* [Problem details]
Starting at the line that holds "a new tree." and stopping at the line that holds "pub fn pythagoras(a: Point, b: Point, c: Point)", restate the records below word for word, with both of those lines included.

[Saved data entries]
* * *
mod big_product;
mod parse;
mod quantity;
mod sum_of_products;

use std::collections::BTreeSet;
use std::fmt;

use num::BigInt;
use num_traits::{One, Zero};

use crate::figure::Point;

pub use big_product::{BigProduct, Factors};
pub use parse::ParseError;
pub use quantity::GeometricQuantity;
pub use sum_of_products::SumOfProducts;

/// Expression tree of the area method.
///
/// Structurally immutable: every rewrite returns a new tree.
#[derive(Debug, Clone, PartialEq, Eq, Hash)]
pub enum Expression {
    Number(BigInt),
    Quantity(GeometricQuantity),
    Negate(Box<Expression>),
    Sum(Box<Expression>, Box<Expression>),
    Product(Box<Expression>, Box<Expression>),
    Fraction(Box<Expression>, Box<Expression>),
    BigProduct(BigProduct),
    SumOfProducts(SumOfProducts),
}

impl Expression {
    // ------------------------------------------------------------------------
    // Constructors
    // ------------------------------------------------------------------------

    #[must_use]
    pub fn number(n: impl Into<BigInt>) -> Self {
        Expression::Number(n.into())
    }

    #[must_use]
    pub fn zero() -> Self {
        Expression::Number(BigInt::zero())
    }

    #[must_use]
    pub fn one() -> Self {
        Expression::Number(BigInt::one())
    }

    #[must_use]
    pub fn area(a: Point, b: Point, c: Point) -> Self {
        Expression::Quantity(GeometricQuantity::Area(a, b, c))
    }

    #[must_use]
    pub fn pythagoras(a: Point, b: Point, c: Point) -> Self {
        Expression::Quantity(GeometricQuantity::Pythagoras(a, b, c))
    }

    #[must_use]
    pub fn ratio(a: Point, b: Point, c: Point, d: Point) -> Self {
        Expression::Quantity(GeometricQuantity::Ratio(a, b, c, d))
    }

    #[must_use]
    pub fn negate(e: Expression) -> Self {
        Expression::Negate(Box::new(e))
    }

    #[must_use]
    pub fn sum(a: Expression, b: Expression) -> Self {
        Expression::Sum(Box::new(a), Box::new(b))
    }

    /// `a - b`, spelled as `a + (-b)`.
    #[must_use]
    pub fn difference(a: Expression, b: Expression) -> Self {
        Expression::sum(a, Expression::negate(b))
    }

    #[must_use]
    pub fn product(a: Expression, b: Expression) -> Self {
        Expression::Product(Box::new(a), Box::new(b))
    }

    #[must_use]
    pub fn fraction(numerator: Expression, denominator: Expression) -> Self {
        Expression::Fraction(Box::new(numerator), Box::new(denominator))
    }

    // ------------------------------------------------------------------------
    // Queries
    // ------------------------------------------------------------------------

    /// `Number(0)` and the empty `SumOfProducts` are the two zeros.
    #[must_use]
    pub fn is_zero(&self) -> bool {
        match self {
            Expression::Number(n) => n.is_zero(),
            Expression::SumOfProducts(s) => s.is_zero(),
            _ => false,
        }
    }

    #[must_use]
    pub fn is_one(&self) -> bool {
        matches!(self, Expression::Number(n) if n.is_one())
    }

    #[must_use]
    pub fn as_number(&self) -> Option<&BigInt> {
        match self {
            Expression::Number(n) => Some(n),
            _ => None,
        }
    }

    /// Does `point` occur anywhere in the tree?
    #[must_use]
    pub fn contains_point(&self, point: &Point) -> bool {
        match self {
            Expression::Number(_) => false,
            Expression::Quantity(q) => q.contains(point),
            Expression::Negate(e) => e.contains_point(point),
            Expression::Sum(a, b) | Expression::Product(a, b) | Expression::Fraction(a, b) => {
                a.contains_point(point) || b.contains_point(point)
            }
            Expression::BigProduct(p) => p.factors().iter().any(|(q, _)| q.contains(point)),
            Expression::SumOfProducts(s) => s
                .terms()
                .any(|t| t.factors().iter().any(|(q, _)| q.contains(point))),
        }
    }

    /// Every point referenced by the tree.
    #[must_use]
    pub fn points(&self) -> BTreeSet<Point> {
        let mut points = BTreeSet::new();
        self.for_each_quantity(&mut |q| points.extend(q.points().into_iter().cloned()));
        points
    }

    /// Visit every geometric quantity leaf.
    pub fn for_each_quantity<F>(&self, f: &mut F)
    where
        F: FnMut(&GeometricQuantity),
    {
        match self {
            Expression::Number(_) => {}
            Expression::Quantity(q) => f(q),
            Expression::Negate(e) => e.for_each_quantity(f),
            Expression::Sum(a, b) | Expression::Product(a, b) | Expression::Fraction(a, b) => {
                a.for_each_quantity(f);
                b.for_each_quantity(f);
            }
            Expression::BigProduct(p) => p.factors().iter().for_each(|(q, _)| f(q)),
            Expression::SumOfProducts(s) => {
                for term in s.terms() {
                    term.factors().iter().for_each(|(q, _)| f(q));
                }
            }
        }
    }

    /// Number of nodes in the tree
    #[must_use]
    pub fn size(&self) -> usize {
        match self {
            Expression::Number(_) | Expression::Quantity(_) => 1,
            Expression::Negate(e) => 1 + e.size(),
            Expression::Sum(a, b) | Expression::Product(a, b) | Expression::Fraction(a, b) => {
                1 + a.size() + b.size()
            }
            Expression::BigProduct(p) => 1 + p.factors().iter().count(),
            Expression::SumOfProducts(s) => s.size(),
        }
    }

    /// Rewrite `BigProduct`/`SumOfProducts` nodes into plain binary nodes so
    /// that the structural rewrites can look inside them.
    #[must_use]
    pub fn unfold(&self) -> Expression {
        match self {
            Expression::Number(_) | Expression::Quantity(_) => self.clone(),
            Expression::Negate(e) => Expression::negate(e.unfold()),
            Expression::Sum(a, b) => Expression::sum(a.unfold(), b.unfold()),
            Expression::Product(a, b) => Expression::product(a.unfold(), b.unfold()),
            Expression::Fraction(a, b) => Expression::fraction(a.unfold(), b.unfold()),
            Expression::BigProduct(p) => p.to_expression(),
            Expression::SumOfProducts(s) => s.to_basic_expression(),
        }
    }
}

// ============================================================================
// Conversions and operators
// ============================================================================

impl From<i64> for Expression {
    fn from(n: i64) -> Self {
        Expression::Number(n.into())
    }
}

impl From<BigInt> for Expression {
    fn from(n: BigInt) -> Self {
        Expression::Number(n)
    }
}

impl From<GeometricQuantity> for Expression {
    fn from(q: GeometricQuantity) -> Self {
        Expression::Quantity(q)
    }
}

impl std::ops::Add for Expression {
    type Output = Expression;

    fn add(self, rhs: Self) -> Self::Output {
        Expression::sum(self, rhs)
    }
}

impl std::ops::Sub for Expression {
    type Output = Expression;

    fn sub(self, rhs: Self) -> Self::Output {
        Expression::difference(self, rhs)
    }
}

impl std::ops::Mul for Expression {
    type Output = Expression;

    fn mul(self, rhs: Self) -> Self::Output {
        Expression::product(self, rhs)
    }
}

impl std::ops::Div for Expression {
    type Output = Expression;

    fn div(self, rhs: Self) -> Self::Output {
        Expression::fraction(self, rhs)
    }
}

impl std::ops::Neg for Expression {
    type Output = Expression;

    fn neg(self) -> Self::Output {
        Expression::negate(self)
    }
}

impl fmt::Display for Expression {
    fn fmt(&self, f: &mut fmt::Formatter<'_>) -> fmt::Result {
        match self {
            Expression::Number(n) => write!(f, "{n}"),
            Expression::Quantity(q) => write!(f, "{q}"),
            Expression::Negate(e) => write!(f, "(- {e})"),
            Expression::Sum(a, b) => write!(f, "(+ {a} {b})"),
            Expression::Product(a, b) => write!(f, "(* {a} {b})"),
            Expression::Fraction(a, b) => write!(f, "(/ {a} {b})"),
            Expression::BigProduct(p) => write!(f, "{p}"),
            Expression::SumOfProducts(s) => write!(f, "{s}"),
        }
    }
}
* * *
* [Result below]
/// Structurally immutable: every rewrite returns a new tree.
#[derive(Debug, Clone, PartialEq, Eq, Hash)]
pub enum Expression {
    Number(BigInt),
    Quantity(GeometricQuantity),
    Negate(Box<Expression>),
    Sum(Box<Expression>, Box<Expression>),
    Product(Box<Expression>, Box<Expression>),
    Fraction(Box<Expression>, Box<Expression>),
    BigProduct(BigProduct),
    SumOfProducts(SumOfProducts),
}

impl Expression {
    // ------------------------------------------------------------------------
    // Constructors
    // ------------------------------------------------------------------------

    #[must_use]
    pub fn number(n: impl Into<BigInt>) -> Self {
        Expression::Number(n.into())
    }

    #[must_use]
    pub fn zero() -> Self {
        Expression::Number(BigInt::zero())
    }

    #[must_use]
    pub fn one() -> Self {
        Expression::Number(BigInt::one())
    }

    #[must_use]
    pub fn area(a: Point, b: Point, c: Point) -> Self {
        Expression::Quantity(GeometricQuantity::Area(a, b, c))
    }

    #[must_use]
    pub fn pythagoras(a: Point, b: Point, c: Point) -> Self {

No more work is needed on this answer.